After a look at the happy ending of the seemingly completed dating sim, and then the credits, we jump forward to the assmbled group admiring their work, which gets close to Aku no Hana levels of plot compression. But it turns out they’re only done the first route, with two months left till Summer Comiket. So there’s still much work to be done.

It’s as good a stopping place as any, but I’ll gladly join the chorus of voices who look forward to a second season where we see those other routes unfold, both in and out of the game. Throughout its run, Saekano was a smart, sexy breath of fresh air: cheekily self-aware, but never obnoxiously so, and full of so much witty banter and laughs that I wouldn’t rule out a full re-watch as I await a sequel. Until then, matane, Saekano.


Author: sesameacrylic

Zane Kalish is a staff writer for RABUJOI.

5 thoughts on “Saenai Heroine no Sodatekata – 12 (Fin)”

  1. Hmmm. A fun episode, but I think the thing that struck me was Kato’s character developments.

    She’s the one that realizes M’s band mates are otaku – and shushes T to do so, she essentially tells T she isn’t a virgin, she teaches herself game scripting, and she reproved *Utaha* on the way to the show (…are you going to be a problem S?)

    And when E puts herself out there inviting her to be a friend – she pauses and lets E swing in the wind for a bit before replying.

    Still waters run deep.

  2. I love this series for having such a great balance in all aspects. Having Kato stand out as such a great character despite her “incomplete personality” and the other strong female characters takes some good writing. The series also fairly self aware without getting pretentious. The series also spent a good amount of time on each of the girls while keeping all the characters relevant during each of the arks.

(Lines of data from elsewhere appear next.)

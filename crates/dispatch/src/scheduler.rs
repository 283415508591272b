//! Campaign scheduler — periodic poller that starts campaigns whose
//! scheduled time has passed.
//!
//! Dispatch is idempotent: every start funnels through the store's atomic
//! state transition, so overlapping poll cycles (or a poll racing a manual
//! start, even from another process) effect exactly one start per campaign.

use std::sync::Arc;
use std::time::Duration;

use chrono::Utc;
use tokio::sync::watch;
use tracing::{debug, error, info, warn};

use blastline_core::BlastError;
use blastline_gateway::GatewayClient;
use blastline_store::CampaignStore;

use crate::queue::QueueManager;

pub struct CampaignScheduler {
    store: Arc<dyn CampaignStore>,
    gateway: Arc<dyn GatewayClient>,
    queue: QueueManager,
    poll_interval: Duration,
}

impl CampaignScheduler {
    pub fn new(
        store: Arc<dyn CampaignStore>,
        gateway: Arc<dyn GatewayClient>,
        queue: QueueManager,
        poll_interval: Duration,
    ) -> Self {
        Self {
            store,
            gateway,
            queue,
            poll_interval,
        }
    }

    /// Poll loop. Runs until the shutdown signal flips to `true`.
    pub async fn run(self, mut shutdown: watch::Receiver<bool>) {
        info!(interval_secs = self.poll_interval.as_secs(), "Scheduler started");
        let mut interval = tokio::time::interval(self.poll_interval);
        loop {
            tokio::select! {
                _ = interval.tick() => {
                    self.tick().await;
                }
                _ = shutdown.changed() => {
                    if *shutdown.borrow() {
                        info!("Scheduler shutting down");
                        return;
                    }
                }
            }
        }
    }

    /// One poll cycle. Returns how many campaigns were actually started.
    pub async fn tick(&self) -> usize {
        let due = match self.store.list_scheduled_campaigns(Utc::now()).await {
            Ok(due) => due,
            Err(e) => {
                error!(error = %e, "Scheduler failed to list due campaigns");
                return 0;
            }
        };
        if due.is_empty() {
            return 0;
        }

        let mut started = 0;
        for campaign in due {
            // Defer rather than fail when the gateway is unreachable; the
            // campaign stays `Scheduled` for the next cycle.
            if !self.gateway.health_check().await {
                warn!(campaign_id = %campaign.id, "Gateway unreachable, deferring campaign");
                metrics::counter!("scheduler.deferred").increment(1);
                continue;
            }

            match self.queue.start(campaign.id).await {
                Ok(()) => {
                    info!(campaign_id = %campaign.id, name = %campaign.name, "Scheduled campaign started");
                    metrics::counter!("scheduler.started").increment(1);
                    started += 1;
                }
                // Another cycle or a manual start won the race; skip.
                Err(BlastError::AlreadyRunning(_)) | Err(BlastError::InvalidTransition { .. }) => {
                    debug!(campaign_id = %campaign.id, "Campaign already started elsewhere, skipping");
                }
                Err(e) => {
                    error!(campaign_id = %campaign.id, error = %e, "Failed to start scheduled campaign");
                }
            }
        }
        started
    }
}

#[cfg(test)]
mod tests {
    use super::*;
    use async_trait::async_trait;
    use blastline_core::config::{DispatchConfig, RetryBackoff};
    use blastline_core::types::{
        Campaign, CampaignStatus, ContactTarget, HumanizationConfig, MediaRef,
    };
    use blastline_gateway::{GatewayError, PhoneValidation, SendReceipt};
    use blastline_store::MemoryStore;
    use std::sync::atomic::{AtomicBool, Ordering};
    use uuid::Uuid;

    struct FlakyGateway {
        healthy: AtomicBool,
    }

    impl FlakyGateway {
        fn new(healthy: bool) -> Self {
            Self {
                healthy: AtomicBool::new(healthy),
            }
        }
    }

    #[async_trait]
    impl GatewayClient for FlakyGateway {
        async fn validate_phone(&self, raw: &str) -> Result<PhoneValidation, GatewayError> {
            Ok(PhoneValidation {
                normalized: raw.to_string(),
                is_valid: true,
            })
        }

        async fn send_message(
            &self,
            _to: &str,
            _content: &str,
            _media: Option<&MediaRef>,
        ) -> Result<SendReceipt, GatewayError> {
            Ok(SendReceipt {
                message_id: Uuid::new_v4().to_string(),
            })
        }

        async fn health_check(&self) -> bool {
            self.healthy.load(Ordering::Relaxed)
        }
    }

    fn due_campaign() -> Campaign {
        let mut campaign = Campaign::new(Uuid::new_v4(), Uuid::new_v4(), "scheduled");
        campaign.template = "hello {{name}}".into();
        campaign.humanization = HumanizationConfig {
            delay_min_ms: 0,
            delay_max_ms: 1,
            randomize_order: false,
        };
        campaign.targets.push(ContactTarget::new("+5511990000001", "c0"));
        campaign.status = CampaignStatus::Scheduled;
        campaign.scheduled_at = Some(Utc::now() - chrono::Duration::minutes(1));
        campaign
    }

    fn make_scheduler(
        store: Arc<MemoryStore>,
        gateway: Arc<FlakyGateway>,
    ) -> (CampaignScheduler, QueueManager) {
        let queue = QueueManager::new(
            store.clone(),
            gateway.clone(),
            DispatchConfig {
                max_attempts: 3,
                retry_backoff: RetryBackoff::Fixed { delay_ms: 1 },
            },
            Duration::from_millis(1_000),
        );
        (
            CampaignScheduler::new(store, gateway, queue.clone(), Duration::from_secs(60)),
            queue,
        )
    }

    #[tokio::test]
    async fn test_tick_starts_due_campaigns() {
        let store = Arc::new(MemoryStore::new());
        let gateway = Arc::new(FlakyGateway::new(true));
        let (scheduler, _) = make_scheduler(store.clone(), gateway);

        let id = store.create_campaign(due_campaign()).await.unwrap();
        assert_eq!(scheduler.tick().await, 1);

        let campaign = store.load_campaign(id).await.unwrap();
        assert_ne!(campaign.status, CampaignStatus::Scheduled);
    }

    #[tokio::test]
    async fn test_tick_defers_when_gateway_unreachable() {
        let store = Arc::new(MemoryStore::new());
        let gateway = Arc::new(FlakyGateway::new(false));
        let (scheduler, _) = make_scheduler(store.clone(), gateway.clone());

        let id = store.create_campaign(due_campaign()).await.unwrap();
        assert_eq!(scheduler.tick().await, 0);
        let campaign = store.load_campaign(id).await.unwrap();
        assert_eq!(campaign.status, CampaignStatus::Scheduled);

        // Gateway recovers: next cycle picks the campaign up.
        gateway.healthy.store(true, Ordering::Relaxed);
        assert_eq!(scheduler.tick().await, 1);
    }

    #[tokio::test]
    async fn test_overlapping_ticks_start_exactly_once() {
        let store = Arc::new(MemoryStore::new());
        let gateway = Arc::new(FlakyGateway::new(true));
        let (scheduler, _) = make_scheduler(store.clone(), gateway);

        store.create_campaign(due_campaign()).await.unwrap();
        let (a, b) = tokio::join!(scheduler.tick(), scheduler.tick());
        assert_eq!(a + b, 1);
    }

    #[tokio::test]
    async fn test_poll_racing_manual_start_effects_one_start() {
        let store = Arc::new(MemoryStore::new());
        let gateway = Arc::new(FlakyGateway::new(true));
        let (scheduler, queue) = make_scheduler(store.clone(), gateway);

        let id = store.create_campaign(due_campaign()).await.unwrap();
        let (ticked, manual) = tokio::join!(scheduler.tick(), queue.start(id));

        let manual_won = manual.is_ok() as usize;
        assert_eq!(ticked + manual_won, 1);
    }

    #[tokio::test]
    async fn test_future_campaigns_left_alone() {
        let store = Arc::new(MemoryStore::new());
        let gateway = Arc::new(FlakyGateway::new(true));
        let (scheduler, _) = make_scheduler(store.clone(), gateway);

        let mut campaign = due_campaign();
        campaign.scheduled_at = Some(Utc::now() + chrono::Duration::hours(2));
        let id = store.create_campaign(campaign).await.unwrap();

        assert_eq!(scheduler.tick().await, 0);
        let unchanged = store.load_campaign(id).await.unwrap();
        assert_eq!(unchanged.status, CampaignStatus::Scheduled);
    }
}
pub mod config;
pub mod error;
pub mod templates;
pub mod types;

pub use config::AppConfig;
pub use error::{BlastError, BlastResult};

  3. For me, the last episodes redeemed Kato as a character, because finally – for the very first time ever – she is proving that she is a _human being_ able to do something on her own volition, instead of the pet she has been up to then.

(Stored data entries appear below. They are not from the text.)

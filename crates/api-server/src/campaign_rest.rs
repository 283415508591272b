//! Campaign control and reporting REST endpoints.

use axum::extract::{Path, State};
use axum::http::{header, StatusCode};
use axum::response::IntoResponse;
use axum::Json;
use chrono::{DateTime, Utc};
use serde::{Deserialize, Serialize};
use std::collections::HashMap;
use tracing::error;
use utoipa::ToSchema;
use uuid::Uuid;

use blastline_core::types::{
    Campaign, CampaignStatus, ContactTarget, HumanizationConfig, MediaRef, ProgressCounters,
    ProgressSnapshot,
};
use blastline_core::BlastError;
use blastline_reporting::{export_csv, CampaignReport, ComparisonReport};

use crate::rest::{AppState, ErrorResponse};

type ApiError = (StatusCode, Json<ErrorResponse>);

fn map_error(e: BlastError) -> ApiError {
    let (status, code) = match &e {
        BlastError::CampaignNotFound(_) => (StatusCode::NOT_FOUND, "campaign_not_found"),
        BlastError::Config(_) => (StatusCode::BAD_REQUEST, "invalid_configuration"),
        BlastError::AlreadyRunning(_) => (StatusCode::CONFLICT, "already_running"),
        BlastError::InvalidTransition { .. } => (StatusCode::CONFLICT, "invalid_state_transition"),
        _ => {
            error!(error = %e, "Campaign API internal error");
            (StatusCode::INTERNAL_SERVER_ERROR, "internal_error")
        }
    };
    (
        status,
        Json(ErrorResponse {
            error: code.to_string(),
            message: e.to_string(),
        }),
    )
}

#[derive(Deserialize, ToSchema)]
pub struct CreateCampaignRequest {
    pub account_id: Uuid,
    pub connection_id: Uuid,
    pub name: String,
    pub template: String,
    #[serde(default)]
    pub media: Option<MediaRef>,
    pub targets: Vec<CreateTargetRequest>,
    #[serde(default)]
    pub humanization: Option<HumanizationConfig>,
    #[serde(default)]
    pub scheduled_at: Option<DateTime<Utc>>,
}

#[derive(Deserialize, ToSchema)]
pub struct CreateTargetRequest {
    pub phone: String,
    #[serde(default)]
    pub name: String,
    #[serde(default)]
    pub variables: HashMap<String, String>,
}

#[derive(Serialize, ToSchema)]
pub struct CampaignSummary {
    pub id: Uuid,
    pub name: String,
    pub status: CampaignStatus,
    pub counters: ProgressCounters,
    pub scheduled_at: Option<DateTime<Utc>>,
    pub created_at: DateTime<Utc>,
}

impl From<&Campaign> for CampaignSummary {
    fn from(c: &Campaign) -> Self {
        Self {
            id: c.id,
            name: c.name.clone(),
            status: c.status,
            counters: c.counters,
            scheduled_at: c.scheduled_at,
            created_at: c.created_at,
        }
    }
}

/// POST /v1/campaigns — Create a campaign (draft, or scheduled when a
/// start time is given).
#[utoipa::path(
    post,
    path = "/v1/campaigns",
    tag = "Campaigns",
    request_body = CreateCampaignRequest,
    responses(
        (status = 201, description = "Campaign created", body = CampaignSummary),
        (status = 500, description = "Store failure", body = ErrorResponse),
    )
)]
pub async fn create_campaign(
    State(state): State<AppState>,
    Json(request): Json<CreateCampaignRequest>,
) -> Result<(StatusCode, Json<CampaignSummary>), ApiError> {
    let mut campaign = Campaign::new(request.account_id, request.connection_id, request.name);
    campaign.template = request.template;
    campaign.media = request.media;
    if let Some(humanization) = request.humanization {
        campaign.humanization = humanization;
    }
    for target in request.targets {
        let mut contact = ContactTarget::new(target.phone, target.name);
        contact.variables = target.variables;
        campaign.targets.push(contact);
    }
    if request.scheduled_at.is_some() {
        campaign.scheduled_at = request.scheduled_at;
        campaign.status = CampaignStatus::Scheduled;
    }
    campaign.counters = ProgressCounters::for_total(campaign.targets.len() as u64);

    let summary = CampaignSummary::from(&campaign);
    state
        .store
        .create_campaign(campaign)
        .await
        .map_err(map_error)?;
    metrics::counter!("api.campaigns_created").increment(1);
    Ok((StatusCode::CREATED, Json(summary)))
}

/// GET /v1/campaigns — List campaigns.
#[utoipa::path(
    get,
    path = "/v1/campaigns",
    tag = "Campaigns",
    responses(
        (status = 200, description = "All campaigns", body = Vec<CampaignSummary>),
    )
)]
pub async fn list_campaigns(
    State(state): State<AppState>,
) -> Result<Json<Vec<CampaignSummary>>, ApiError> {
    let campaigns = state.store.list_campaigns().await.map_err(map_error)?;
    Ok(Json(campaigns.iter().map(CampaignSummary::from).collect()))
}

/// POST /v1/campaigns/{id}/start — Start a draft or scheduled campaign now.
#[utoipa::path(
    post,
    path = "/v1/campaigns/{id}/start",
    tag = "Campaigns",
    params(("id" = Uuid, Path, description = "Campaign identifier")),
    responses(
        (status = 202, description = "Campaign started"),
        (status = 400, description = "Invalid configuration", body = ErrorResponse),
        (status = 404, description = "Campaign not found", body = ErrorResponse),
        (status = 409, description = "Already running or invalid state", body = ErrorResponse),
    )
)]
pub async fn start_campaign(
    State(state): State<AppState>,
    Path(id): Path<Uuid>,
) -> Result<StatusCode, ApiError> {
    state.queue.start(id).await.map_err(map_error)?;
    Ok(StatusCode::ACCEPTED)
}

/// POST /v1/campaigns/{id}/pause — Pause after the in-flight send completes.
#[utoipa::path(
    post,
    path = "/v1/campaigns/{id}/pause",
    tag = "Campaigns",
    params(("id" = Uuid, Path, description = "Campaign identifier")),
    responses(
        (status = 202, description = "Pause requested"),
        (status = 404, description = "Campaign not found", body = ErrorResponse),
        (status = 409, description = "Invalid state", body = ErrorResponse),
    )
)]
pub async fn pause_campaign(
    State(state): State<AppState>,
    Path(id): Path<Uuid>,
) -> Result<StatusCode, ApiError> {
    state.queue.pause(id).await.map_err(map_error)?;
    Ok(StatusCode::ACCEPTED)
}

/// POST /v1/campaigns/{id}/resume — Continue from the pending set.
#[utoipa::path(
    post,
    path = "/v1/campaigns/{id}/resume",
    tag = "Campaigns",
    params(("id" = Uuid, Path, description = "Campaign identifier")),
    responses(
        (status = 202, description = "Campaign resumed"),
        (status = 404, description = "Campaign not found", body = ErrorResponse),
        (status = 409, description = "Invalid state", body = ErrorResponse),
    )
)]
pub async fn resume_campaign(
    State(state): State<AppState>,
    Path(id): Path<Uuid>,
) -> Result<StatusCode, ApiError> {
    state.queue.resume(id).await.map_err(map_error)?;
    Ok(StatusCode::ACCEPTED)
}

/// POST /v1/campaigns/{id}/cancel — Stop processing; unattempted targets
/// stay pending for audit.
#[utoipa::path(
    post,
    path = "/v1/campaigns/{id}/cancel",
    tag = "Campaigns",
    params(("id" = Uuid, Path, description = "Campaign identifier")),
    responses(
        (status = 202, description = "Campaign cancelled"),
        (status = 404, description = "Campaign not found", body = ErrorResponse),
        (status = 409, description = "Invalid state", body = ErrorResponse),
    )
)]
pub async fn cancel_campaign(
    State(state): State<AppState>,
    Path(id): Path<Uuid>,
) -> Result<StatusCode, ApiError> {
    state.queue.cancel(id).await.map_err(map_error)?;
    Ok(StatusCode::ACCEPTED)
}

/// GET /v1/campaigns/{id}/progress — Live progress counters.
#[utoipa::path(
    get,
    path = "/v1/campaigns/{id}/progress",
    tag = "Campaigns",
    params(("id" = Uuid, Path, description = "Campaign identifier")),
    responses(
        (status = 200, description = "Progress snapshot", body = ProgressSnapshot),
        (status = 404, description = "Campaign not found", body = ErrorResponse),
    )
)]
pub async fn campaign_progress(
    State(state): State<AppState>,
    Path(id): Path<Uuid>,
) -> Result<Json<ProgressSnapshot>, ApiError> {
    let snapshot = state.queue.progress(id).await.map_err(map_error)?;
    Ok(Json(snapshot))
}

/// GET /v1/campaigns/{id}/report — Aggregated outcome report.
#[utoipa::path(
    get,
    path = "/v1/campaigns/{id}/report",
    tag = "Reports",
    params(("id" = Uuid, Path, description = "Campaign identifier")),
    responses(
        (status = 200, description = "Campaign report", body = CampaignReport),
        (status = 404, description = "Campaign not found", body = ErrorResponse),
    )
)]
pub async fn campaign_report(
    State(state): State<AppState>,
    Path(id): Path<Uuid>,
) -> Result<Json<CampaignReport>, ApiError> {
    let report = state.reports.generate(id).await.map_err(map_error)?;
    Ok(Json(report))
}

/// GET /v1/campaigns/{id}/report/export — Report rows as CSV bytes.
#[utoipa::path(
    get,
    path = "/v1/campaigns/{id}/report/export",
    tag = "Reports",
    params(("id" = Uuid, Path, description = "Campaign identifier")),
    responses(
        (status = 200, description = "CSV export", content_type = "text/csv"),
        (status = 404, description = "Campaign not found", body = ErrorResponse),
    )
)]
pub async fn export_campaign_report(
    State(state): State<AppState>,
    Path(id): Path<Uuid>,
) -> Result<impl IntoResponse, ApiError> {
    let report = state.reports.generate(id).await.map_err(map_error)?;
    let csv = export_csv(&report);
    Ok((
        [
            (header::CONTENT_TYPE, "text/csv; charset=utf-8".to_string()),
            (
                header::CONTENT_DISPOSITION,
                format!("attachment; filename=\"campaign-{id}.csv\""),
            ),
        ],
        csv,
    ))
}

#[derive(Deserialize, ToSchema)]
pub struct CompareRequest {
    pub campaign_a: Uuid,
    pub campaign_b: Uuid,
}

/// POST /v1/campaigns/compare — Deltas between two campaigns' reports.
#[utoipa::path(
    post,
    path = "/v1/campaigns/compare",
    tag = "Reports",
    request_body = CompareRequest,
    responses(
        (status = 200, description = "Comparison deltas", body = ComparisonReport),
        (status = 404, description = "Campaign not found", body = ErrorResponse),
    )
)]
pub async fn compare_campaigns(
    State(state): State<AppState>,
    Json(request): Json<CompareRequest>,
) -> Result<Json<ComparisonReport>, ApiError> {
    let comparison = state
        .reports
        .compare(request.campaign_a, request.campaign_b)
        .await
        .map_err(map_error)?;
    Ok(Json(comparison))
}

    Frankly, I felt _shocked_ how much worship Kato received in the first half, while she was doing exactly _nothing_ but

    1) being a girl and easy on the eyes
    2) patiently listening to an otaku’s ramblings and giving deadpan retorts
    3) doing exactly what she was told

    THIS is sufficient for people? Really? This is what many people seemed to _wish for_?

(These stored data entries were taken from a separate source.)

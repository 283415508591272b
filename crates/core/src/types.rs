use chrono::{DateTime, Utc};
use serde::{Deserialize, Serialize};
use std::collections::HashMap;
use utoipa::ToSchema;
use uuid::Uuid;

/// One bulk-send job: a template, a captured contact list, and
/// humanization/schedule configuration.
#[derive(Debug, Clone, Serialize, Deserialize, ToSchema)]
pub struct Campaign {
    pub id: Uuid,
    pub account_id: Uuid,
    /// The gateway connection (inbox/session) this campaign sends through.
    pub connection_id: Uuid,
    pub name: String,
    /// Message template with `{{variable}}` placeholders.
    pub template: String,
    pub media: Option<MediaRef>,
    /// Captured at creation time; immutable once execution starts. Order is
    /// the send order (re-persisted once if the campaign shuffles).
    pub targets: Vec<ContactTarget>,
    pub humanization: HumanizationConfig,
    /// When set, the scheduler starts the campaign once this time passes.
    pub scheduled_at: Option<DateTime<Utc>>,
    pub status: CampaignStatus,
    pub counters: ProgressCounters,
    pub created_at: DateTime<Utc>,
    pub started_at: Option<DateTime<Utc>>,
    pub completed_at: Option<DateTime<Utc>>,
}

impl Campaign {
    pub fn new(account_id: Uuid, connection_id: Uuid, name: impl Into<String>) -> Self {
        Self {
            id: Uuid::new_v4(),
            account_id,
            connection_id,
            name: name.into(),
            template: String::new(),
            media: None,
            targets: Vec::new(),
            humanization: HumanizationConfig::default(),
            scheduled_at: None,
            status: CampaignStatus::Draft,
            counters: ProgressCounters::default(),
            created_at: Utc::now(),
            started_at: None,
            completed_at: None,
        }
    }

    /// True once the campaign can no longer change.
    pub fn is_terminal(&self) -> bool {
        matches!(
            self.status,
            CampaignStatus::Completed | CampaignStatus::Cancelled | CampaignStatus::Failed
        )
    }
}

#[derive(Debug, Clone, Serialize, Deserialize, ToSchema)]
pub struct MediaRef {
    pub url: String,
    pub media_type: MediaType,
    pub caption: Option<String>,
}

#[derive(Debug, Clone, Copy, Serialize, Deserialize, PartialEq, Eq, ToSchema)]
#[serde(rename_all = "snake_case")]
pub enum MediaType {
    Image,
    Video,
    Document,
    Audio,
}

/// Pacing configuration: inter-message delays are drawn from a Gaussian
/// clipped to `[delay_min_ms, delay_max_ms]`.
#[derive(Debug, Clone, Serialize, Deserialize, ToSchema)]
pub struct HumanizationConfig {
    pub delay_min_ms: u64,
    pub delay_max_ms: u64,
    pub randomize_order: bool,
}

impl Default for HumanizationConfig {
    fn default() -> Self {
        Self {
            delay_min_ms: 3_000,
            delay_max_ms: 10_000,
            randomize_order: false,
        }
    }
}

#[derive(Debug, Clone, Copy, Serialize, Deserialize, PartialEq, Eq, ToSchema)]
#[serde(rename_all = "snake_case")]
pub enum CampaignStatus {
    Draft,
    Scheduled,
    Running,
    Paused,
    Completed,
    Cancelled,
    Failed,
}

/// Aggregate progress. Invariant: `sent + failed + pending == total`.
#[derive(Debug, Clone, Copy, Default, Serialize, Deserialize, ToSchema)]
pub struct ProgressCounters {
    pub total: u64,
    pub sent: u64,
    pub failed: u64,
    pub pending: u64,
}

impl ProgressCounters {
    pub fn for_total(total: u64) -> Self {
        Self {
            total,
            sent: 0,
            failed: 0,
            pending: total,
        }
    }

    pub fn record_sent(&mut self) {
        self.sent += 1;
        self.pending = self.pending.saturating_sub(1);
    }

    pub fn record_failed(&mut self) {
        self.failed += 1;
        self.pending = self.pending.saturating_sub(1);
    }

    pub fn is_consistent(&self) -> bool {
        self.sent + self.failed + self.pending == self.total
    }
}

/// One contact within a campaign, tracked through its own send outcome.
/// Owned exclusively by its campaign; updated in place, never deleted.
#[derive(Debug, Clone, Serialize, Deserialize, ToSchema)]
pub struct ContactTarget {
    pub id: Uuid,
    /// Phone number as imported.
    pub raw_phone: String,
    /// Canonical number resolved by the gateway's validation call at send time.
    pub resolved_phone: Option<String>,
    pub display_name: String,
    /// Variable bag for template substitution.
    #[serde(default)]
    pub variables: HashMap<String, String>,
    pub status: TargetStatus,
    pub failure_reason: Option<FailureReason>,
    /// Send attempts consumed (initial send plus retries).
    pub attempts: u32,
    pub outcome_at: Option<DateTime<Utc>>,
}

impl ContactTarget {
    pub fn new(raw_phone: impl Into<String>, display_name: impl Into<String>) -> Self {
        Self {
            id: Uuid::new_v4(),
            raw_phone: raw_phone.into(),
            resolved_phone: None,
            display_name: display_name.into(),
            variables: HashMap::new(),
            status: TargetStatus::Pending,
            failure_reason: None,
            attempts: 0,
            outcome_at: None,
        }
    }

    pub fn with_variable(mut self, key: impl Into<String>, value: impl Into<String>) -> Self {
        self.variables.insert(key.into(), value.into());
        self
    }
}

#[derive(Debug, Clone, Copy, Serialize, Deserialize, PartialEq, Eq, ToSchema)]
#[serde(rename_all = "snake_case")]
pub enum TargetStatus {
    Pending,
    Sent,
    Failed,
}

#[derive(Debug, Clone, Copy, Serialize, Deserialize, PartialEq, Eq, ToSchema)]
#[serde(rename_all = "snake_case")]
pub enum FailureReason {
    /// Transient failures retried up to the attempt cap, then recorded here.
    TransientExhausted,
    InvalidNumber,
    BlockedContact,
    RejectedPayload,
    GatewayError,
}

impl FailureReason {
    /// Stable label used in report rows and CSV exports.
    pub fn label(&self) -> &'static str {
        match self {
            FailureReason::TransientExhausted => "transient_exhausted",
            FailureReason::InvalidNumber => "invalid_number",
            FailureReason::BlockedContact => "blocked_contact",
            FailureReason::RejectedPayload => "rejected_payload",
            FailureReason::GatewayError => "gateway_error",
        }
    }
}

/// Outcome written back to the store after a target is attempted.
#[derive(Debug, Clone, Serialize, Deserialize)]
pub struct TargetOutcome {
    pub status: TargetStatus,
    pub failure_reason: Option<FailureReason>,
    pub resolved_phone: Option<String>,
    pub attempts: u32,
    pub outcome_at: DateTime<Utc>,
}

impl TargetOutcome {
    pub fn sent(resolved_phone: Option<String>, attempts: u32) -> Self {
        Self {
            status: TargetStatus::Sent,
            failure_reason: None,
            resolved_phone,
            attempts,
            outcome_at: Utc::now(),
        }
    }

    pub fn failed(reason: FailureReason, resolved_phone: Option<String>, attempts: u32) -> Self {
        Self {
            status: TargetStatus::Failed,
            failure_reason: Some(reason),
            resolved_phone,
            attempts,
            outcome_at: Utc::now(),
        }
    }
}

/// Snapshot returned by progress queries for UI display.
#[derive(Debug, Clone, Serialize, Deserialize, ToSchema)]
pub struct ProgressSnapshot {
    pub campaign_id: Uuid,
    pub status: CampaignStatus,
    pub total: u64,
    pub sent: u64,
    pub failed: u64,
    pub pending: u64,
    /// Display name of the contact currently being processed, if any.
    pub current_contact: Option<String>,
}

    1. kato did more than just do what she was told. it was the fact that kato was “normal” amongst the other archtype females; the fact that she has real genuine natural chemistry with tomoya(sometimes its not about how much the character stands out as much as how he/she interacts with characters and what those relationships bring to the story) that made her standout. She actually felt like a friend u could kick back n relax with; a person to talk to and express your joys and fears. kato was always on top of things; seemingly following tomoya’s demands but always bringing him down a peg when she had to. She seemed to be always being pulled by tomoya but underneath that she was actually pulling him. The reason why it seemed like kato finally “did” something this ep is because all that build up for her character finally showed itself in a more obvious way. In previous eps it was less obvious and so viewers had to read between the lines (kato is very aware and intelligent; a chessmaster if you will and it was hinted at through the beginning eps). Overall, i think it’s kato’s ability to inspire, to be able to converse with, and relate to the lead is why she was so endearing. Kato was one of the few reasons why i was down with watching this series even when i thought it was an ok watch (unfortunately it didnt really turn its cliches on their head the way the show thought it did) Kato was the only character i felt they slightly did that with.